■ **Required work**
What is the count of lines below that include "bail"? Reply with nothing else.
(Beginning of Information)
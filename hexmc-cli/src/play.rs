//! Play command - interactive Hex against the Monte-Carlo AI
//!
//! ## Architecture
//! - Level 1: run() - turn loop
//! - Level 2: human_move(), ai_move()
//! - Level 3: render_board(), stone rendering helpers
//!
//! Blue (`o`) connects top to bottom and always moves first; Red (`x`)
//! connects left to right.

use std::io::{self, BufRead, Write};
use std::time::Instant;

use anyhow::{bail, Context, Result};
use clap::{Args, ValueEnum};
use rustc_hash::FxHashSet;
use tracing::info;

use hexmc_core::{Board, Color, PathFinder, VertexId};
use hexmc_mcts::MonteCarloAi;

#[derive(Args)]
pub struct PlayArgs {
    /// Board side length
    #[arg(long, default_value = "11", value_parser = parse_size)]
    pub size: usize,

    /// Rollout trials per candidate move
    #[arg(long, default_value = "5000")]
    pub trials: usize,

    /// Seed for a reproducible AI
    #[arg(long)]
    pub seed: Option<u64>,

    /// Which stone the human plays (o moves first)
    #[arg(long, value_enum, default_value = "o")]
    pub play_as: Side,
}

/// Human-visible stone choice
#[derive(Clone, Copy, Debug, PartialEq, Eq, ValueEnum)]
pub enum Side {
    /// Red, connects left to right
    X,
    /// Blue, connects top to bottom, moves first
    O,
}

fn parse_size(s: &str) -> std::result::Result<usize, String> {
    let n: usize = s.parse().map_err(|_| "not a number".to_string())?;
    if [7, 11, 13, 19].contains(&n) {
        Ok(n)
    } else {
        Err("board size must be one of 7, 11, 13, 19".to_string())
    }
}

// ============================================================================
// TURN LOOP (Level 1)
// ============================================================================

pub fn run(args: &PlayArgs) -> Result<()> {
    let mut board = Board::new(args.size);
    let mut finder = PathFinder::new();
    let mut ai = match args.seed {
        Some(seed) => MonteCarloAi::with_seed(args.trials, seed),
        None => MonteCarloAi::new(args.trials),
    };

    let human = match args.play_as {
        Side::X => Color::Red,
        Side::O => Color::Blue,
    };

    // blue always opens
    let mut active = Color::Blue;
    let stdin = io::stdin();
    let mut input = stdin.lock();

    loop {
        if active == human {
            render_board(&board, &[]);
            let id = human_move(&mut input, &board, human)?;
            board.occupy(id, human);
        } else {
            let id = ai_move(&mut ai, &mut board, active);
            board.occupy(id, active);
        }

        if board.has_connection(&mut finder, active) {
            break;
        }
        active = active.opponent();
    }

    render_board(&board, finder.path());
    println!(
        "Player {} won the game!",
        stone_char(active).to_ascii_uppercase()
    );
    Ok(())
}

// ============================================================================
// MOVES (Level 2)
// ============================================================================

fn human_move(input: &mut impl BufRead, board: &Board, human: Color) -> Result<VertexId> {
    loop {
        print!(
            "Human Player {} move: ",
            stone_char(human).to_ascii_uppercase()
        );
        io::stdout().flush().context("flushing prompt")?;

        let mut line = String::new();
        if input.read_line(&mut line).context("reading move")? == 0 {
            bail!("input closed before the game finished");
        }

        match board.parse_coord(&line) {
            Some(id) if board.color(id) == Color::Empty => return Ok(id),
            Some(_) => println!("Selected place is already occupied!"),
            None => println!("Invalid input!"),
        }
    }
}

fn ai_move(ai: &mut MonteCarloAi, board: &mut Board, active: Color) -> VertexId {
    println!("\nThinking...");
    let start = Instant::now();
    let id = ai.choose_best_move(board, active);
    info!(
        elapsed_ms = start.elapsed().as_millis() as u64,
        trials = ai.trials(),
        "ai evaluated all candidates"
    );
    println!(
        "AI Player {} move: {}",
        stone_char(active).to_ascii_uppercase(),
        board.coord_string(id)
    );
    id
}

// ============================================================================
// RENDERING (Level 3)
// ============================================================================

fn stone_char(color: Color) -> char {
    match color {
        Color::Empty => '.',
        Color::Blue => 'o',
        Color::Red => 'x',
    }
}

/// Draw the slanted board. Vertices on `winning_path` are capitalized
/// so a finished game shows the connecting chain.
fn render_board(board: &Board, winning_path: &[VertexId]) {
    let n = board.size();
    let on_path: FxHashSet<VertexId> = winning_path.iter().copied().collect();

    let letters: String = (0..n)
        .map(|c| (b'A' + c as u8) as char)
        .map(|c| format!("{c}   "))
        .collect::<String>()
        .trim_end()
        .to_string();
    let blue_row: String = vec!["O"; n - 1].join("   ");
    let ruler = "-".repeat(4 * n - 2);

    println!();
    println!("          {blue_row}");
    println!("        {letters}");
    println!("        {ruler}");

    let mut indent = String::new();
    for row in 0..n {
        let cells: String = (0..n)
            .map(|col| {
                let id = board.index(row, col);
                let c = stone_char(board.color(id));
                if on_path.contains(&id) {
                    c.to_ascii_uppercase()
                } else {
                    c
                }
            })
            .map(|c| format!("{c}   "))
            .collect::<String>()
            .trim_end()
            .to_string();

        println!("{indent}{:>5} \\ {cells}\\ {}", row + 1, row + 1);
        if row != n - 1 {
            println!("{indent}   X{}X", " ".repeat(4 * n + 3));
        }
        indent.push_str("  ");
    }

    println!("{indent}      {ruler}");
    println!("{indent}        {letters}");
    println!("{indent}          {blue_row}");
    println!();
}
(End of Information)
■ **Problem solution**
2